■ Assigned task ■
Search the records below for "round" and copy every line it turns up in.

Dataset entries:
----

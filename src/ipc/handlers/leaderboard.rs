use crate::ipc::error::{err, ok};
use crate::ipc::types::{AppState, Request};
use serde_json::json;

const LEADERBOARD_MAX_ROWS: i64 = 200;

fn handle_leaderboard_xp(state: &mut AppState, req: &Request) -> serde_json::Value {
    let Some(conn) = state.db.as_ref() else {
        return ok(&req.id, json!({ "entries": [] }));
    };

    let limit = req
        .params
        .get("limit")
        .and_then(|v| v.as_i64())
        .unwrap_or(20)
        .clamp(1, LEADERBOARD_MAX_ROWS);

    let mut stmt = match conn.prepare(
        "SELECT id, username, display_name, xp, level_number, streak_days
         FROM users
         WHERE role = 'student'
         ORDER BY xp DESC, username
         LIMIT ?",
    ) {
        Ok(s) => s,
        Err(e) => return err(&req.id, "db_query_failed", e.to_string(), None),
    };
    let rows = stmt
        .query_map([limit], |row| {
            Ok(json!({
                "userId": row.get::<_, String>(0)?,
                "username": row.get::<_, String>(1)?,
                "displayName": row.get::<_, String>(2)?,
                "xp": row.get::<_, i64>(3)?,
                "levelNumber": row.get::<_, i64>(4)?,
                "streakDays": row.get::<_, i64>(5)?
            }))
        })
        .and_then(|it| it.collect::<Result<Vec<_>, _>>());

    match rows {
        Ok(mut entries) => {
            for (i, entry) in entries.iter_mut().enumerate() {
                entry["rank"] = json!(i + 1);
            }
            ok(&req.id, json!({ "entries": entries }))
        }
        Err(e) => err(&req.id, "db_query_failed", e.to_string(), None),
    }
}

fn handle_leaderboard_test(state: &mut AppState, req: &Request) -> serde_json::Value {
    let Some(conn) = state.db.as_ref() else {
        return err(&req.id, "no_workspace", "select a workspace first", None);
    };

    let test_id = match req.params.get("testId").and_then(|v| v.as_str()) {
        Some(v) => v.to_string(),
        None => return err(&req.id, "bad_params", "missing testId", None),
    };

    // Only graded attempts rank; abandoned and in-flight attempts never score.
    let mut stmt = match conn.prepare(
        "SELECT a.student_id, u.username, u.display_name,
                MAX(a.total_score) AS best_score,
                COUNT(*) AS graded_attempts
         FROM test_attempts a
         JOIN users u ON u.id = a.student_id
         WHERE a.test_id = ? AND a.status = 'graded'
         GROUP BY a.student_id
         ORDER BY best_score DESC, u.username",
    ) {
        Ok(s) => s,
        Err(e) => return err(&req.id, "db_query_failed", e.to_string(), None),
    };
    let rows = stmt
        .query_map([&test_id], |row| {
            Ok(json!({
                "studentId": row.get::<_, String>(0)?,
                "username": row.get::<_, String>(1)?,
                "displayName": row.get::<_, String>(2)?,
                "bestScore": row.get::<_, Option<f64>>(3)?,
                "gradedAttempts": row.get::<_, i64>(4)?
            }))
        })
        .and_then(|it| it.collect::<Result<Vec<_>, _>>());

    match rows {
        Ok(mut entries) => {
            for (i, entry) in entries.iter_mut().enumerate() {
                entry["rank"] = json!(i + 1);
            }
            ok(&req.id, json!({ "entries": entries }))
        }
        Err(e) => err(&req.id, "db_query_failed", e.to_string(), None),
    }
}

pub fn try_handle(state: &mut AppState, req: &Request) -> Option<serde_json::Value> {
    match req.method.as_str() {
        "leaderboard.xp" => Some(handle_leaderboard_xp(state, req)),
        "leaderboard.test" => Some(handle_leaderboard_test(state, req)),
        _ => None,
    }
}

----

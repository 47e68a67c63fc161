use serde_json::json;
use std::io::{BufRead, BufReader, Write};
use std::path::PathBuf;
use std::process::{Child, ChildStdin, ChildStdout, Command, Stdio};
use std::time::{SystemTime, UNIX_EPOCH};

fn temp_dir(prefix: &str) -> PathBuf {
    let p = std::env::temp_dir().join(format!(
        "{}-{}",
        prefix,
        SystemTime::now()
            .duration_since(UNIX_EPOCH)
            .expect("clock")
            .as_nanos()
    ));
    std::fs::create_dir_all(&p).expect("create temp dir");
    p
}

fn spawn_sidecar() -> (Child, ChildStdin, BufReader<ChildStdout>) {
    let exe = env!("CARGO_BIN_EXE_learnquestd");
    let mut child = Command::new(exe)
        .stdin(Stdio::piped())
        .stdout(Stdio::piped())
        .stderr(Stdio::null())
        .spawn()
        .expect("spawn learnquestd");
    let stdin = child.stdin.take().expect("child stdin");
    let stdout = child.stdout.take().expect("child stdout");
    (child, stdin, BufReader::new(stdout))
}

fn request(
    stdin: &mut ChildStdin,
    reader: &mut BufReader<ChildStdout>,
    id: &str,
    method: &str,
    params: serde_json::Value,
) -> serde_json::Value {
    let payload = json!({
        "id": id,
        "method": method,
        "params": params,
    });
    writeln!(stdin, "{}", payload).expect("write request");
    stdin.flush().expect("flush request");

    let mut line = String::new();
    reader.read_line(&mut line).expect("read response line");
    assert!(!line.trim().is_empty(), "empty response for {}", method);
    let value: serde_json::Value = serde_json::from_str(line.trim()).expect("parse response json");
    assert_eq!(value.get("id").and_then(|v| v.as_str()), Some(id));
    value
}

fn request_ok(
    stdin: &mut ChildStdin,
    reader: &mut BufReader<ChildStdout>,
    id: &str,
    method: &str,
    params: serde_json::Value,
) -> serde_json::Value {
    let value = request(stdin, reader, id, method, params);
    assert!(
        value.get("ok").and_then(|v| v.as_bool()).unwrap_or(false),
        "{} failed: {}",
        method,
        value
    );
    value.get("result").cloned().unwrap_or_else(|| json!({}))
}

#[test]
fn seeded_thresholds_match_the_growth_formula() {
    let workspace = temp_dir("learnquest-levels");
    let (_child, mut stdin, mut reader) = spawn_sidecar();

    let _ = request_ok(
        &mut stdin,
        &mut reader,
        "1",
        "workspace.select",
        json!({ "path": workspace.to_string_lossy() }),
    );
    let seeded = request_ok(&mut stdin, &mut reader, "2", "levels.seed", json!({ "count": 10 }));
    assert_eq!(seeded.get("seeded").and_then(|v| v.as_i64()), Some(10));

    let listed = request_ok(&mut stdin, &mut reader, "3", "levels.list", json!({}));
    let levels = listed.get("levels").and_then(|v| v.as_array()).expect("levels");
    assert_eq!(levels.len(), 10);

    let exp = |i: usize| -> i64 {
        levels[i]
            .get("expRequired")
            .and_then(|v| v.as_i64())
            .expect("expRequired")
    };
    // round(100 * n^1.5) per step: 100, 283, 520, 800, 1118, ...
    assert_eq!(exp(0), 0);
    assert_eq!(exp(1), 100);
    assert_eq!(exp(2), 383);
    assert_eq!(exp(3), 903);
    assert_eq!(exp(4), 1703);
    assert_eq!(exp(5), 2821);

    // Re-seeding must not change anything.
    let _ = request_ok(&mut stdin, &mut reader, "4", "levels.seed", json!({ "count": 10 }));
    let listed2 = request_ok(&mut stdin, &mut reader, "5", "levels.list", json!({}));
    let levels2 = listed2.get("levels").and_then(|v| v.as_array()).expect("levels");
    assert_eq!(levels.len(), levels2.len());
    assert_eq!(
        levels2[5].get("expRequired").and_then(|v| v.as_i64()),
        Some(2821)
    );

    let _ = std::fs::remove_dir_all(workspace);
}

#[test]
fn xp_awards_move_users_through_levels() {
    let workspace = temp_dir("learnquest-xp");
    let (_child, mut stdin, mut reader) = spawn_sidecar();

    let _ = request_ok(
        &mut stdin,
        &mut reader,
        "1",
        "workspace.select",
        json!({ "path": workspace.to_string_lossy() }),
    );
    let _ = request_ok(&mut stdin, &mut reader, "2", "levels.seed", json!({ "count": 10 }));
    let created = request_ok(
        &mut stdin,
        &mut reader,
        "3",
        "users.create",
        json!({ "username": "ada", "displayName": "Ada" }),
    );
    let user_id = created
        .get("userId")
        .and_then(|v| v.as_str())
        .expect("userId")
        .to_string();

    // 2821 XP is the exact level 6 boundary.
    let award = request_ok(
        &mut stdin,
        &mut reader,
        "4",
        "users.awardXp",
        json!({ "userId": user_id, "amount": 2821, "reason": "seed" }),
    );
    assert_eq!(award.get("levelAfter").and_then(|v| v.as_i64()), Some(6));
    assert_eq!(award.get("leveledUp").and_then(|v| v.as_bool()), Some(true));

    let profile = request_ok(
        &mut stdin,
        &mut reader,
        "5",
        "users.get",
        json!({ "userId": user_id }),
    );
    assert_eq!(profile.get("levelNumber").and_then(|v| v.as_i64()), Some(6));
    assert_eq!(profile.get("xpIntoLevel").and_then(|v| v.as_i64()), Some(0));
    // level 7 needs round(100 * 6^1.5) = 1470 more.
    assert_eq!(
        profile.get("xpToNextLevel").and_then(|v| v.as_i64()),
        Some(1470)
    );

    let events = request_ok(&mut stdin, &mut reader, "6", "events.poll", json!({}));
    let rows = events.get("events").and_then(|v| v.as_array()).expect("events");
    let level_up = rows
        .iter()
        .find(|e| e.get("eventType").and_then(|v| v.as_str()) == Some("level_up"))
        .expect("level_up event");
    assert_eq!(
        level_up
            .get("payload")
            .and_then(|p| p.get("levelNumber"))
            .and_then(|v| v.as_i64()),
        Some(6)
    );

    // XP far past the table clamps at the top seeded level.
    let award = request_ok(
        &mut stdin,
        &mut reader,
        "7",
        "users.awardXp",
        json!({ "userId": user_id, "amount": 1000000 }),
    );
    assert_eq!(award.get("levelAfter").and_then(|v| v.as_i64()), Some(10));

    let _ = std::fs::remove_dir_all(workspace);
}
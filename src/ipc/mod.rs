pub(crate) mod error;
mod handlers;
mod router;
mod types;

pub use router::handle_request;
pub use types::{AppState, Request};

----

■ Your solution ■
    // round(100 * n^1.5) per step: 100, 283, 520, 800, 1118, ...
    // level 7 needs round(100 * 6^1.5) = 1470 more.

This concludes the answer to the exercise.